(Records excerpted from a collection)
-----

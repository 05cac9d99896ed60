//! Fleet Warden
//!
//! A control plane that keeps a small fleet of heterogeneous database
//! backends observably healthy and durably backed up, without any backend
//! being aware of the controller.
//!
//! # Architecture Overview
//!
//! ```text
//!                  ┌─────────────────────────────────────────────────┐
//!                  │                 FLEET WARDEN                    │
//!                  │                                                 │
//!   Probe adapters │   ┌────────────┐        ┌──────────────────┐   │
//!   ◀──────────────┼───│   health   │        │      backup      │───┼──▶ Dump adapters
//!   (per backend)  │   │  monitor   │        │     manager      │   │    (per backend)
//!                  │   └─────┬──────┘        └────────┬─────────┘   │
//!                  │         │                        │             │
//!                  │         ▼                        ▼             │
//!                  │   ┌────────────┐        ┌──────────────────┐   │
//!   Alert sinks ◀──┼───│ per-backend│        │  backup index    │───┼──▶ Index store
//!                  │   │   state    │        │  + artifacts     │   │    (JSON file)
//!                  │   └────────────┘        └──────────────────┘   │
//!                  │                                                 │
//!                  │   ┌─────────────────────────────────────────┐  │
//!                  │   │          Cross-Cutting Concerns          │  │
//!                  │   │  config · lifecycle · observability ·    │  │
//!                  │   │  resilience · backend registry           │  │
//!                  │   └─────────────────────────────────────────┘  │
//!                  └─────────────────────────────────────────────────┘
//! ```
//!
//! The monitor and the manager are independent: both are started once at
//! process initialization and run until explicitly stopped; they never call
//! each other.

// Core subsystems
pub mod backend;
pub mod backup;
pub mod config;
pub mod health;

// Edge adapters
pub mod adapters;

// Cross-cutting concerns
pub mod lifecycle;
pub mod observability;
pub mod resilience;

pub use backend::{BackendHandle, BackendRegistry};
pub use backup::{BackupKind, BackupManager, BackupRecord, JsonIndexStore};
pub use config::{load_config, WardenConfig};
pub use health::{HealthMonitor, HealthStatus};
pub use lifecycle::Shutdown;
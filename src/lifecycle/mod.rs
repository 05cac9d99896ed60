//! Lifecycle management subsystem.
//!
//! # Data Flow
//! ```text
//! Startup (main.rs):
//!     Load config → Validate → Build registry → Start monitor + manager
//!
//! Shutdown (shutdown.rs):
//!     Signal observed → broadcast stop → loops finish current round/pipeline
//!     → callers await quiescence
//!
//! Signals (signals.rs):
//!     SIGTERM/SIGINT → Trigger graceful shutdown
//! ```
//!
//! # Design Decisions
//! - No loop starts a new round or pipeline after observing the stop signal
//! - In-flight work is allowed to finish, never forcibly killed

pub mod shutdown;
pub mod signals;

pub use shutdown::Shutdown;
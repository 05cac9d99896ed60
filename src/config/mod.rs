//! Configuration subsystem.
//!
//! # Data Flow
//! ```text
//! TOML file
//!     → loader.rs (read + parse)
//!     → validation.rs (semantic checks, all errors collected)
//!     → schema.rs types handed to the monitor / backup manager
//! ```
//!
//! # Design Decisions
//! - Config is read once at startup; a bad config is fatal
//! - Defaults live on the schema types, not scattered at call sites
//! - Malformed backup schedules fail validation instead of falling back

pub mod loader;
pub mod schema;
pub mod validation;

pub use loader::{load_config, ConfigError};
pub use schema::{
    BackendConfig, BackupConfig, HealthConfig, ObservabilityConfig, WardenConfig,
};
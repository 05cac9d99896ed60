//! TCP connect probe adapter.

use async_trait::async_trait;
use serde_json::json;
use tokio::net::TcpStream;

use crate::backend::adapter::{AdapterError, ProbeAdapter};

/// Probes a backend with a plain TCP connect round-trip.
///
/// The caller times the call and applies the timeout, so this adapter only
/// has to succeed or fail.
#[derive(Debug, Clone)]
pub struct TcpProbeAdapter {
    address: String,
}

impl TcpProbeAdapter {
    pub fn new(address: impl Into<String>) -> Self {
        Self {
            address: address.into(),
        }
    }
}

#[async_trait]
impl ProbeAdapter for TcpProbeAdapter {
    async fn probe(&self) -> Result<Option<serde_json::Value>, AdapterError> {
        let stream = TcpStream::connect(&self.address)
            .await
            .map_err(|e| AdapterError::Unavailable(format!("{}: {e}", self.address)))?;
        let peer = stream.peer_addr()?;
        Ok(Some(json!({ "endpoint": peer.to_string() })))
    }

    async fn recover(&self) -> Result<(), AdapterError> {
        // Recovery for a connect probe is re-establishing a connection.
        TcpStream::connect(&self.address)
            .await
            .map_err(|e| AdapterError::Unavailable(format!("{}: {e}", self.address)))?;
        Ok(())
    }
}
//! Alert events and sink dispatch.
//!
//! # Responsibilities
//! - Define the alert payload handed to registered sinks
//! - Deliver one event to every sink, isolating per-sink failures
//!
//! # Design Decisions
//! - A failing sink is logged and never prevents other sinks from firing
//! - Sinks are async so they can reach webhooks, pagers, etc.

use async_trait::async_trait;
use chrono::{DateTime, Utc};
use serde::Serialize;
use std::sync::Arc;

use crate::backend::adapter::AdapterError;
use crate::health::status::HealthStatus;

/// Payload delivered to alert sinks.
#[derive(Debug, Clone, Serialize)]
pub struct AlertEvent {
    /// Backend identifier.
    pub backend: String,
    /// Status that triggered the alert.
    pub status: HealthStatus,
    /// Human-readable summary of the triggering result.
    pub message: String,
    /// Consecutive non-healthy count at the time of the alert.
    pub failure_count: u32,
    /// Latency of the triggering probe in milliseconds.
    pub latency_ms: u64,
    /// Probe error text, if the probe failed.
    pub error: Option<String>,
    /// When the alert fired.
    pub timestamp: DateTime<Utc>,
}

/// Observer notified when a backend crosses the alert threshold.
#[async_trait]
pub trait AlertSink: Send + Sync {
    /// Sink name used in logs.
    fn name(&self) -> &str {
        "sink"
    }

    async fn notify(&self, event: &AlertEvent) -> Result<(), AdapterError>;
}

/// Deliver `event` to every sink, logging per-sink failures.
pub async fn dispatch(sinks: &[Arc<dyn AlertSink>], event: &AlertEvent) {
    for sink in sinks {
        if let Err(e) = sink.notify(event).await {
            tracing::warn!(
                sink = sink.name(),
                backend = %event.backend,
                error = %e,
                "Alert sink failed"
            );
        }
    }
}

/// Built-in sink that writes alerts to the log.
pub struct LogAlertSink;

#[async_trait]
impl AlertSink for LogAlertSink {
    fn name(&self) -> &str {
        "log"
    }

    async fn notify(&self, event: &AlertEvent) -> Result<(), AdapterError> {
        tracing::error!(
            backend = %event.backend,
            status = %event.status,
            failure_count = event.failure_count,
            latency_ms = event.latency_ms,
            error = event.error.as_deref().unwrap_or("-"),
            "Backend health alert: {}",
            event.message
        );
        Ok(())
    }
}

-----

__Your goal__.
In the records above, find every line containing the word "validation" and show it.

__Worked solution__.
//!     → validation.rs (semantic checks, all errors collected)
//! - Malformed backup schedules fail validation instead of falling back
pub mod validation;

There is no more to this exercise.